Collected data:
------

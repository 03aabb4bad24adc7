//! Session domain entities

use serde::{Deserialize, Serialize};

/// Role of a message in a conversation
#[derive(Debug, Clone, Copy, PartialEq, Eq, Serialize, Deserialize)]
#[serde(rename_all = "lowercase")]
pub enum Role {
    System,
    User,
    Assistant,
}

impl Role {
    pub fn as_str(&self) -> &'static str {
        match self {
            Role::System => "system",
            Role::User => "user",
            Role::Assistant => "assistant",
        }
    }
}

/// A message in a conversation (Entity)
#[derive(Debug, Clone, PartialEq, Eq, Serialize, Deserialize)]
pub struct Message {
    pub role: Role,
    pub content: String,
}

impl Message {
    pub fn system(content: impl Into<String>) -> Self {
        Self {
            role: Role::System,
            content: content.into(),
        }
    }

    pub fn user(content: impl Into<String>) -> Self {
        Self {
            role: Role::User,
            content: content.into(),
        }
    }

    pub fn assistant(content: impl Into<String>) -> Self {
        Self {
            role: Role::Assistant,
            content: content.into(),
        }
    }
}

#[cfg(test)]
mod tests {
    use super::*;

    #[test]
    fn test_role_serializes_lowercase() {
        let json = serde_json::to_string(&Message::assistant("hi")).unwrap();
        assert_eq!(json, r#"{"role":"assistant","content":"hi"}"#);
    }
}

------

> _Exercise directions_
Quote exactly the first line of the entries and every line after it, stopping with the line that contains "#[derive(Debug, Clone, PartialEq, Eq, Serialize, Deserialize)]".

> _Completed task_
repository 03aabb4bad24adc7
//! Session domain entities

use serde::{Deserialize, Serialize};

/// Role of a message in a conversation
#[derive(Debug, Clone, Copy, PartialEq, Eq, Serialize, Deserialize)]
#[serde(rename_all = "lowercase")]
pub enum Role {
    System,
    User,
    Assistant,
}

impl Role {
    pub fn as_str(&self) -> &'static str {
        match self {
            Role::System => "system",
            Role::User => "user",
            Role::Assistant => "assistant",
        }
    }
}

/// A message in a conversation (Entity)
#[derive(Debug, Clone, PartialEq, Eq, Serialize, Deserialize)]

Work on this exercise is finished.